Dia mengagetkan aku ketika suatu sore aku sedang menikmati alamanda cokelat
yang baru mekar di salah satu sudut halaman panti.
“Erwan?”
suara itu seperti tercekat karena diucapkan berbarengan dengan tolehan kepalaku
setelah mendengar reranting patah di belakangku.
“Mei?”
Aku terperangah melihat sosok Meita berdiri di hadapanku dengan selendang sutra
putih melingkar di lehernya. Dalam tempo sepersekian detik kucoba
mengingat-ingat apa mimpiku semalam untuk pertemuan tak terduga sore ini? Ah,
tak ada firasat atau mimpi apapun. Semuanya berjalan seperti biasa.
Aku masih
melihat jejak-jejak kecantikan pada jelaga pekat alis matanya. Juga jelita bulu
matanya yang melindungi mata belonya. Dan senyumnya yang selalu tulus. Dan
kehangatan yang menjalari tubuhku ketika kami kemudian berpelukan erat. Entah
siapa yang mendului. Tahu-tahu kami sudah berpadu peluk sementara prenjak
jantan dan betina berloncatan pada dahan-dahan bougenvile sambil bersuara
bersisahutan begitu riangnya.
Kehadiran
Mei, panggilan sayangku puluhan tahun lalu untuknya, tentu saja mengubah
hari-hari panjangku di panti ini. Dan kini, di hari ulang tahunnya yang ke-66,
telah kusiapkan sebuah cincin perak dengan motif burung hantu buatan Korea --sebuah
hadiah yang tidak mahal namun kuyakinkan diriku bahwa Meita akan sangat
menyukainya-- karena aku amat kesemsem pada matanya yang belo namun
dengan sorot yang sangat bersahabat dan teduh.
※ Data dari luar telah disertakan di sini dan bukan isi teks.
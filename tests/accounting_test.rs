mod common;

use anyhow::Result;
use common::{admin, part, test_dealership, tractor};
use dealerbook::application::{AppError, SaleRequest};
use dealerbook::domain::{
    DateRange, EntityType, ExpenseCategory, NewExpense, ServiceDraft, TransactionFilter,
    TransactionKind, parse_date, today,
};

#[tokio::test]
async fn test_empty_summary_lists_every_category() -> Result<()> {
    let (dealership, _temp) = test_dealership().await?;

    let summary = dealership.accounting.expense_summary(DateRange::all()).await?;
    assert_eq!(summary.categories.len(), ExpenseCategory::ALL.len());
    assert!(summary.categories.iter().all(|c| c.total == 0));
    assert_eq!(summary.total, 0);

    Ok(())
}

#[tokio::test]
async fn test_expense_summary_by_range() -> Result<()> {
    let (dealership, _temp) = test_dealership().await?;
    let caller = admin(&dealership).await?;

    for (category, amount, date) in [
        (ExpenseCategory::Salary, 300_000, "2024-01-31"),
        (ExpenseCategory::Rent, 120_000, "2024-01-01"),
        (ExpenseCategory::Bill, 8_000, "2024-01-15"),
        (ExpenseCategory::Rent, 120_000, "2024-02-01"),
    ] {
        dealership
            .accounting
            .create_expense(
                NewExpense::new(category, amount, "monthly").on(parse_date(date).unwrap()),
                &caller,
            )
            .await?;
    }

    let january = DateRange::new(parse_date("2024-01-01"), parse_date("2024-01-31"));
    let summary = dealership.accounting.expense_summary(january).await?;
    assert_eq!(summary.total_for(ExpenseCategory::Salary), 300_000);
    assert_eq!(summary.total_for(ExpenseCategory::Rent), 120_000);
    assert_eq!(summary.total_for(ExpenseCategory::Bill), 8_000);
    assert_eq!(summary.total_for(ExpenseCategory::Misc), 0);
    assert_eq!(summary.total, 428_000);

    let rent = dealership
        .accounting
        .list_expenses(Some(ExpenseCategory::Rent), DateRange::all())
        .await?;
    assert_eq!(rent.len(), 2);
    assert_eq!(rent[0].date, parse_date("2024-02-01").unwrap());
    assert!(rent.iter().all(|e| e.created_by == caller.user_id));

    Ok(())
}

#[tokio::test]
async fn test_expense_validation_and_crud() -> Result<()> {
    let (dealership, _temp) = test_dealership().await?;
    let caller = admin(&dealership).await?;

    let result = dealership
        .accounting
        .create_expense(NewExpense::new(ExpenseCategory::Misc, 0, "nothing"), &caller)
        .await;
    assert!(matches!(result, Err(AppError::Validation(_))));

    let expense = dealership
        .accounting
        .create_expense(
            NewExpense::new(ExpenseCategory::Bill, 12_500, "Electricity").with_recipient("Power Co"),
            &caller,
        )
        .await?;
    assert_eq!(expense.date, today());

    let updated = dealership
        .accounting
        .update_expense(
            expense.id,
            NewExpense::new(ExpenseCategory::Bill, 13_000, "Electricity, corrected"),
        )
        .await?;
    assert_eq!(updated.amount, 13_000);
    assert_eq!(updated.date, expense.date);
    assert_eq!(updated.created_by, caller.user_id);
    assert_eq!(dealership.accounting.get_expense(expense.id).await?.amount, 13_000);

    dealership.accounting.delete_expense(expense.id).await?;
    assert!(matches!(
        dealership.accounting.get_expense(expense.id).await,
        Err(AppError::ExpenseNotFound(_))
    ));

    Ok(())
}

#[tokio::test]
async fn test_profit_loss() -> Result<()> {
    let (dealership, _temp) = test_dealership().await?;
    let caller = admin(&dealership).await?;

    let kubota = dealership
        .tractors
        .intake(tractor("Kubota", "M7060", "CH-001", 10_000))
        .await?;
    dealership
        .tractors
        .sell(kubota.id, SaleRequest::new(1_500_000, "Farmer Joe"))
        .await?;
    dealership
        .services
        .create(ServiceDraft::new("Farmer Joe", "Oil change", 20_000))
        .await?;
    dealership
        .accounting
        .create_expense(NewExpense::new(ExpenseCategory::Rent, 100_000, "Yard rent"), &caller)
        .await?;

    let report = dealership.accounting.profit_loss(DateRange::all()).await?;
    assert_eq!(report.total_sales, 1_520_000);
    assert_eq!(report.total_purchases, 1_000_000);
    assert_eq!(report.gross_profit, 520_000);
    assert_eq!(report.total_expenses, 100_000);
    assert_eq!(report.net_profit, 420_000);

    Ok(())
}

#[tokio::test]
async fn test_transactions_filtered_by_entity() -> Result<()> {
    let (dealership, _temp) = test_dealership().await?;

    dealership
        .tractors
        .intake(tractor("Kubota", "M7060", "CH-001", 10_000))
        .await?;
    let filter = dealership
        .parts
        .intake(part("Oil filter", "OF-100", 1_500, 10, 2))
        .await?;
    dealership.parts.sell(filter.id, 2, "Farmer Joe").await?;
    dealership
        .services
        .create(ServiceDraft::new("Farmer Joe", "Oil change", 20_000))
        .await?;

    let all = dealership.accounting.transactions(TransactionFilter::default()).await?;
    assert_eq!(all.len(), 3);

    let parts_only = dealership
        .accounting
        .transactions(TransactionFilter {
            entity_type: Some(EntityType::Part),
            ..Default::default()
        })
        .await?;
    assert_eq!(parts_only.len(), 1);
    assert_eq!(parts_only[0].amount, 3_000);

    let sales = dealership
        .accounting
        .transactions(TransactionFilter {
            kind: Some(TransactionKind::Sale),
            ..Default::default()
        })
        .await?;
    assert_eq!(sales.len(), 2);

    let future = DateRange::new(parse_date("2999-01-01"), None);
    let none = dealership
        .accounting
        .transactions(TransactionFilter {
            range: future,
            ..Default::default()
        })
        .await?;
    assert!(none.is_empty());

    Ok(())
}

#[tokio::test]
async fn test_reconcile_clean_after_normal_trading() -> Result<()> {
    let (dealership, _temp) = test_dealership().await?;

    let kubota = dealership
        .tractors
        .intake(tractor("Kubota", "M7060", "CH-001", 10_000))
        .await?;
    dealership
        .tractors
        .sell(
            kubota.id,
            SaleRequest::new(1_500_000, "Farmer Joe")
                .with_trade_in(common::trade_in("Ford", "3000", "CH-OLD", 4_000)),
        )
        .await?;
    dealership
        .services
        .create(ServiceDraft::new("Farmer Joe", "Oil change", 20_000).with_tractor(kubota.id))
        .await?;

    let report = dealership.accounting.reconcile().await?;
    assert!(report.is_clean(), "unexpected issues: {:?}", report.issues);
    assert_eq!(report.stats.tractors_without_purchase, 0);

    Ok(())
}

#[tokio::test]
async fn test_entity_history() -> Result<()> {
    let (dealership, _temp) = test_dealership().await?;
    let kubota = dealership
        .tractors
        .intake(tractor("Kubota", "M7060", "CH-001", 10_000))
        .await?;
    dealership
        .tractors
        .sell(kubota.id, SaleRequest::new(1_500_000, "Farmer Joe"))
        .await?;

    let history = dealership
        .accounting
        .entity_history(EntityType::Tractor, kubota.id)
        .await?;
    let kinds: Vec<_> = history.iter().map(|e| e.kind).collect();
    assert_eq!(kinds, vec![TransactionKind::Purchase, TransactionKind::Sale]);

    assert!(dealership
        .accounting
        .entity_history(EntityType::Service, kubota.id)
        .await?
        .is_empty());

    Ok(())
}

#[tokio::test]
async fn test_dashboard_rollup() -> Result<()> {
    let (dealership, _temp) = test_dealership().await?;
    let caller = admin(&dealership).await?;

    let empty = dealership.accounting.dashboard().await?;
    assert_eq!(empty.tractors_in_stock, 0);
    assert_eq!(empty.low_stock_parts, 0);
    assert!(empty.recent_expenses.is_empty());
    assert_eq!(empty.total_sales, 0);
    assert_eq!(empty.total_expenses, 0);

    let sold = dealership
        .tractors
        .intake(tractor("Kubota", "M7060", "CH-001", 10_000))
        .await?;
    dealership
        .tractors
        .intake(tractor("John Deere", "5075E", "CH-002", 12_000))
        .await?;
    dealership
        .tractors
        .sell(sold.id, SaleRequest::new(1_500_000, "Farmer Joe"))
        .await?;

    let filter = dealership
        .parts
        .intake(part("Oil filter", "OF-100", 1_500, 3, 5))
        .await?;
    dealership
        .parts
        .intake(part("Air filter", "AF-200", 2_000, 20, 5))
        .await?;
    dealership.parts.sell(filter.id, 2, "Farmer Joe").await?;

    for day in 1..=7 {
        let date = parse_date(&format!("2024-03-0{day}")).unwrap();
        dealership
            .accounting
            .create_expense(
                NewExpense::new(ExpenseCategory::Bill, 1_000 * day, format!("Bill {day}")).on(date),
                &caller,
            )
            .await?;
    }

    let dashboard = dealership.accounting.dashboard().await?;
    assert_eq!(dashboard.tractors_in_stock, 1);
    assert_eq!(dashboard.low_stock_parts, 1);
    assert_eq!(dashboard.total_sales, 1_503_000);
    assert_eq!(dashboard.total_expenses, 28_000);

    let recent: Vec<&str> = dashboard
        .recent_expenses
        .iter()
        .map(|e| e.description.as_str())
        .collect();
    assert_eq!(recent, vec!["Bill 7", "Bill 6", "Bill 5", "Bill 4", "Bill 3"]);

    Ok(())
}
Selalu meletup-letup gairahku
tatkala berpilin kata dengan Meita bermenit-menit dan berjam-jam sembari duduk
di pelataran panti yang diteduhkan rerimbun ketapang dan johar serta alamanda
cokelat yang tengah mekar tertebar di berbagai sudut. Mata Meita yang selalu menyala
gairah ketika dia menyimak kalimat-kalimat yang meluncur dari bibirku,
membuatku seolah tak pernah kehabisan kata untuk membaginya cerita-cerita masa
mudaku setelah kami berpisah. Sesekali Meita terkekeh seperti ingin memamerkan
deretan giginya yang masih lengkap dan nampak sangat terawat. Kadang dia
menertawakan cerita lucu yang kupaparkan, sesekali juga ironi kehidupan yang
kujalani. Di usia senja kini, tak ada lagi ironi yang perlu disesali. Segala
kepahitan hidup menjadi penggal-penggal sejarah yang justru terasa manis untuk
dikenang dan diceritakan berulang-ulang tanpa sedikit pun rasa bosan.
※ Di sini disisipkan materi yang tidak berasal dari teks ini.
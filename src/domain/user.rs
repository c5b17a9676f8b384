use chrono::{DateTime, Utc};
use serde::{Deserialize, Serialize};

pub type UserId = i64;

#[derive(Debug, Clone, Copy, PartialEq, Eq, Hash, Serialize, Deserialize)]
#[serde(rename_all = "lowercase")]
pub enum Role {
    Admin,
    Manager,
}

impl Role {
    pub fn as_str(&self) -> &'static str {
        match self {
            Role::Admin => "admin",
            Role::Manager => "manager",
        }
    }

    pub fn from_str(s: &str) -> Option<Self> {
        match s.to_lowercase().as_str() {
            "admin" => Some(Role::Admin),
            "manager" => Some(Role::Manager),
            _ => None,
        }
    }
}

impl std::fmt::Display for Role {
    fn fmt(&self, f: &mut std::fmt::Formatter<'_>) -> std::fmt::Result {
        write!(f, "{}", self.as_str())
    }
}

#[derive(Debug, Clone, PartialEq, Eq, Serialize, Deserialize)]
pub struct User {
    pub id: UserId,
    pub username: String,
    #[serde(skip_serializing, default)]
    pub password_hash: String,
    pub role: Role,
    pub full_name: String,
    pub created_at: DateTime<Utc>,
}

/// The authenticated identity behind a request, as resolved from a token.
#[derive(Debug, Clone, PartialEq, Eq, Serialize, Deserialize)]
pub struct Caller {
    pub user_id: UserId,
    pub username: String,
    pub role: Role,
}

impl Caller {
    pub fn has_role(&self, role: Role) -> bool {
        self.role == role
    }
}
use chrono::NaiveDate;
use serde::{Deserialize, Serialize};

use super::Cents;

pub type TractorId = i64;

#[derive(Debug, Clone, Copy, PartialEq, Eq, Hash, Serialize, Deserialize)]
#[serde(rename_all = "lowercase")]
pub enum TractorType {
    New,
    Used,
}

impl TractorType {
    pub fn as_str(&self) -> &'static str {
        match self {
            TractorType::New => "new",
            TractorType::Used => "used",
        }
    }

    pub fn from_str(s: &str) -> Option<Self> {
        match s.to_lowercase().as_str() {
            "new" => Some(TractorType::New),
            "used" => Some(TractorType::Used),
            _ => None,
        }
    }
}

impl std::fmt::Display for TractorType {
    fn fmt(&self, f: &mut std::fmt::Formatter<'_>) -> std::fmt::Result {
        write!(f, "{}", self.as_str())
    }
}

#[derive(Debug, Clone, Copy, PartialEq, Eq, Hash, Serialize, Deserialize)]
#[serde(rename_all = "snake_case")]
pub enum TractorStatus {
    InStock,
    Sold,
}

impl TractorStatus {
    pub fn as_str(&self) -> &'static str {
        match self {
            TractorStatus::InStock => "in_stock",
            TractorStatus::Sold => "sold",
        }
    }

    pub fn from_str(s: &str) -> Option<Self> {
        match s.to_lowercase().as_str() {
            "in_stock" => Some(TractorStatus::InStock),
            "sold" => Some(TractorStatus::Sold),
            _ => None,
        }
    }
}

impl std::fmt::Display for TractorStatus {
    fn fmt(&self, f: &mut std::fmt::Formatter<'_>) -> std::fmt::Result {
        write!(f, "{}", self.as_str())
    }
}

/// Intake payload for a tractor entering inventory, either bought from a
/// supplier or received as a trade-in.
#[derive(Debug, Clone, PartialEq, Eq, Serialize, Deserialize)]
pub struct NewTractor {
    pub brand: String,
    pub model: String,
    pub year: i32,
    pub tractor_type: TractorType,
    pub chassis_number: String,
    pub engine_number: String,
    pub purchase_price: Cents,
    /// Empty for trade-ins; the workflow fills in the customer.
    pub supplier_name: String,
    pub notes: Option<String>,
}

impl NewTractor {
    pub fn new(
        brand: impl Into<String>,
        model: impl Into<String>,
        chassis_number: impl Into<String>,
        purchase_price: Cents,
    ) -> Self {
        Self {
            brand: brand.into(),
            model: model.into(),
            year: 0,
            tractor_type: TractorType::New,
            chassis_number: chassis_number.into(),
            engine_number: String::new(),
            purchase_price,
            supplier_name: String::new(),
            notes: None,
        }
    }

    pub fn with_year(mut self, year: i32) -> Self {
        self.year = year;
        self
    }

    pub fn with_type(mut self, tractor_type: TractorType) -> Self {
        self.tractor_type = tractor_type;
        self
    }

    pub fn with_engine_number(mut self, engine_number: impl Into<String>) -> Self {
        self.engine_number = engine_number.into();
        self
    }

    pub fn with_supplier(mut self, supplier_name: impl Into<String>) -> Self {
        self.supplier_name = supplier_name.into();
        self
    }

    pub fn with_notes(mut self, notes: impl Into<String>) -> Self {
        self.notes = Some(notes.into());
        self
    }

    /// "<brand> <model>", the label used in ledger descriptions.
    pub fn label(&self) -> String {
        format!("{} {}", self.brand, self.model)
    }
}

#[derive(Debug, Clone, PartialEq, Eq, Serialize, Deserialize)]
pub struct Tractor {
    pub id: TractorId,
    pub brand: String,
    pub model: String,
    pub year: i32,
    pub tractor_type: TractorType,
    pub chassis_number: String,
    pub engine_number: String,
    pub purchase_price: Cents,
    pub sale_price: Option<Cents>,
    pub status: TractorStatus,
    pub supplier_name: String,
    pub purchase_date: NaiveDate,
    pub sale_date: Option<NaiveDate>,
    pub customer_name: Option<String>,
    pub notes: Option<String>,
    /// The trade-in received when this tractor was sold. A reference, not ownership:
    /// the trade-in has its own lifecycle and may be sold on later.
    pub exchange_tractor_id: Option<TractorId>,
}

impl Tractor {
    pub fn label(&self) -> String {
        format!("{} {}", self.brand, self.model)
    }

    pub fn is_sold(&self) -> bool {
        self.status == TractorStatus::Sold
    }
}

#[cfg(test)]
mod tests {
    use super::*;

    #[test]
    fn test_status_storage_names() {
        assert_eq!(TractorStatus::InStock.as_str(), "in_stock");
        assert_eq!(TractorStatus::from_str("SOLD"), Some(TractorStatus::Sold));
        assert_eq!(TractorStatus::from_str("reserved"), None);
    }

    #[test]
    fn test_type_parsing() {
        assert_eq!(TractorType::from_str("Used"), Some(TractorType::Used));
        assert_eq!(TractorType::from_str("vintage"), None);
    }

    #[test]
    fn test_builder_label() {
        let t = NewTractor::new("Kubota", "L3901", "CH-1", 1_000_000)
            .with_year(2021)
            .with_type(TractorType::Used)
            .with_supplier("Agro Supply");
        assert_eq!(t.label(), "Kubota L3901");
        assert_eq!(t.year, 2021);
        assert_eq!(t.supplier_name, "Agro Supply");
    }

    #[test]
    fn test_status_serializes_snake_case() {
        let json = serde_json::to_string(&TractorStatus::InStock).unwrap();
        assert_eq!(json, "\"in_stock\"");
    }
}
Bagi kami, para manula yang
terdampar di Panti Berbagi Kasih ini, Meita laksana mawar yang senantiasa
menebar wewanginya. Dan hari ini, di ulang tahunnya yang ke-66, Meita sepakat
untuk meresmikan hubungan kami sebagaimana layaknya anak-anak muda meresmikan
hubungan mereka sebagai sepasang kekasih. Hubungan yang puluhan lalu terputus
seperti curah hujan yang tiba-tiba berhenti.
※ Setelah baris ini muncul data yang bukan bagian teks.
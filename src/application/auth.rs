//! Sign-in and session tokens for back-office users.

use bcrypt::{hash, verify};
use chrono::{DateTime, Duration, Utc};
use jsonwebtoken::{DecodingKey, EncodingKey, Header, Validation, decode, encode};
use serde::{Deserialize, Serialize};

use crate::config::AuthSettings;
use crate::domain::{Caller, Role, User};
use crate::storage::{self, Repository, is_unique_violation};

use super::AppError;

pub const BOOTSTRAP_ADMIN_USERNAME: &str = "admin";

#[derive(Clone)]
pub struct AuthService {
    repo: Repository,
    jwt_secret: String,
    token_ttl: Duration,
    bcrypt_cost: u32,
}

/// JWT claims carried by a session token.
#[derive(Debug, Serialize, Deserialize)]
struct Claims {
    sub: String,
    username: String,
    role: Role,
    exp: i64,
    iat: i64,
}

#[derive(Debug, Clone, Serialize)]
pub struct LoginResult {
    pub token: String,
    pub user: User,
    pub expires_at: DateTime<Utc>,
}

#[derive(Debug, Clone, Deserialize)]
pub struct NewUser {
    pub username: String,
    pub password: String,
    pub full_name: String,
    pub role: Role,
}

impl AuthService {
    pub fn new(repo: Repository, settings: &AuthSettings) -> Self {
        Self {
            repo,
            jwt_secret: settings.jwt_secret.clone(),
            token_ttl: Duration::hours(settings.token_ttl_hours),
            bcrypt_cost: settings.bcrypt_cost,
        }
    }

    /// Check a username and password and issue a session token.
    /// Unknown users and wrong passwords fail the same way.
    pub async fn login(&self, username: &str, password: &str) -> Result<LoginResult, AppError> {
        let mut conn = self.repo.acquire().await?;
        let Some(user) = storage::users::find_by_username(&mut conn, username.trim()).await? else {
            tracing::warn!(username, "login for unknown user");
            return Err(AppError::AuthenticationFailed);
        };

        let valid = verify(password, &user.password_hash)
            .map_err(|e| anyhow::anyhow!("Password verification failed: {e}"))?;
        if !valid {
            tracing::warn!(username, "login with wrong password");
            return Err(AppError::AuthenticationFailed);
        }

        let (token, expires_at) = self.issue_token(&user)?;
        tracing::info!(user_id = user.id, username = %user.username, "user logged in");

        Ok(LoginResult {
            token,
            user,
            expires_at,
        })
    }

    /// Resolve a session token to the caller it was issued for.
    pub fn validate_token(&self, token: &str) -> Result<Caller, AppError> {
        let data = decode::<Claims>(
            token,
            &DecodingKey::from_secret(self.jwt_secret.as_bytes()),
            &Validation::default(),
        )
        .map_err(|e| {
            tracing::debug!(error = %e, "token rejected");
            AppError::AuthenticationFailed
        })?;

        let user_id = data
            .claims
            .sub
            .parse()
            .map_err(|_| AppError::AuthenticationFailed)?;

        Ok(Caller {
            user_id,
            username: data.claims.username,
            role: data.claims.role,
        })
    }

    pub async fn create_user(&self, new_user: NewUser) -> Result<User, AppError> {
        let username = new_user.username.trim();
        if username.is_empty() {
            return Err(AppError::validation("Username is required"));
        }
        if new_user.password.is_empty() {
            return Err(AppError::validation("Password is required"));
        }

        let password_hash = hash(&new_user.password, self.bcrypt_cost)
            .map_err(|e| anyhow::anyhow!("Password hashing failed: {e}"))?;

        let mut user = User {
            id: 0,
            username: username.to_string(),
            password_hash,
            role: new_user.role,
            full_name: new_user.full_name.trim().to_string(),
            created_at: Utc::now(),
        };

        let mut conn = self.repo.acquire().await?;
        match storage::users::insert(&mut conn, &mut user).await {
            Ok(()) => {}
            Err(err) if is_unique_violation(&err) => {
                return Err(AppError::UsernameTaken(user.username));
            }
            Err(err) => return Err(err.into()),
        }

        tracing::info!(user_id = user.id, username = %user.username, role = %user.role, "user created");
        Ok(user)
    }

    pub async fn get_user(&self, username: &str) -> Result<User, AppError> {
        let mut conn = self.repo.acquire().await?;
        storage::users::find_by_username(&mut conn, username)
            .await?
            .ok_or_else(|| AppError::UserNotFound(username.to_string()))
    }

    /// The stored account behind a validated token.
    pub async fn current_user(&self, caller: &Caller) -> Result<User, AppError> {
        let user = self.get_user(&caller.username).await?;
        if user.id != caller.user_id {
            return Err(AppError::UserNotFound(caller.username.clone()));
        }
        Ok(user)
    }

    pub async fn list_users(&self) -> Result<Vec<User>, AppError> {
        let mut conn = self.repo.acquire().await?;
        Ok(storage::users::list(&mut conn).await?)
    }

    /// Create the first administrator on an empty database. Returns `None`
    /// when users already exist.
    pub async fn bootstrap_admin(&self, password: &str) -> Result<Option<User>, AppError> {
        let existing = {
            let mut conn = self.repo.acquire().await?;
            storage::users::count(&mut conn).await?
        };
        if existing > 0 {
            return Ok(None);
        }

        let admin = self
            .create_user(NewUser {
                username: BOOTSTRAP_ADMIN_USERNAME.to_string(),
                password: password.to_string(),
                full_name: "System Administrator".to_string(),
                role: Role::Admin,
            })
            .await?;
        Ok(Some(admin))
    }

    fn issue_token(&self, user: &User) -> Result<(String, DateTime<Utc>), AppError> {
        let now = Utc::now();
        let expires_at = now + self.token_ttl;

        let claims = Claims {
            sub: user.id.to_string(),
            username: user.username.clone(),
            role: user.role,
            exp: expires_at.timestamp(),
            iat: now.timestamp(),
        };

        let token = encode(
            &Header::default(),
            &claims,
            &EncodingKey::from_secret(self.jwt_secret.as_bytes()),
        )
        .map_err(|e| anyhow::anyhow!("Token generation failed: {e}"))?;

        Ok((token, expires_at))
    }
}

/// Capability check used by transports before role-restricted operations.
pub fn require_role(caller: &Caller, role: Role) -> Result<(), AppError> {
    if caller.has_role(role) {
        Ok(())
    } else {
        tracing::warn!(username = %caller.username, required = %role, "forbidden");
        Err(AppError::Forbidden { required: role })
    }
}

#[cfg(test)]
mod tests {
    use super::*;

    fn caller(role: Role) -> Caller {
        Caller {
            user_id: 7,
            username: "sam".into(),
            role,
        }
    }

    #[test]
    fn test_require_role() {
        assert!(require_role(&caller(Role::Admin), Role::Admin).is_ok());
        assert!(matches!(
            require_role(&caller(Role::Manager), Role::Admin),
            Err(AppError::Forbidden { required: Role::Admin })
        ));
    }
}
Tentu saja warna-warni bunga
bermekaran dalam dadaku. Senyum yang kutebar pada hari-hari menjelang hari penasbihan
itu sungguh membuat enam sahabatku, para manula laki-laki, beriri hati. Lalu,
melayanglah anganku pada masa puluhan tahun lampau, ketika pesta pertunanganku
dengan Zuraida, istri yang sudah meninggalkanku untuk selamanya sejak tujuh
tahun lampau. Suasananya tentulah sangat jauh berbeda karena aku masih jejaka
dan gairah mudaku masih menyala-nyala bagai magma yang siap meledakkan lahar
cintanya. Dan, Zuraida menerima cintaku dalam satu kesatuan kasih yang utuh
sampai kemudian kami menikah dan berketurunan. Lahirlah Windoro, anak
laki-lakiku yang amat cerdas. Lahirlah Windari, anak perempuanku yang tak kalah
cerdas dari kakaknya. Perjalanan waktu yang kemudian membawa Windoro menikah dengan
Britany, seorang gadis asal Bogota yang dikenalnya di kampus UCLA dan keduanya
menikah dalam sebuah pesta yang unik di antara bahana air terjun yang sangat
indah di State Park Air Terjun Niagara di Ontario. Setelah pernikahan itu, Win
anakku bilang Brit memintanya menetap di sebuah apartemen yang mereka sewa di
Antelop Valley di Greater Los Angeles. Hingga kini.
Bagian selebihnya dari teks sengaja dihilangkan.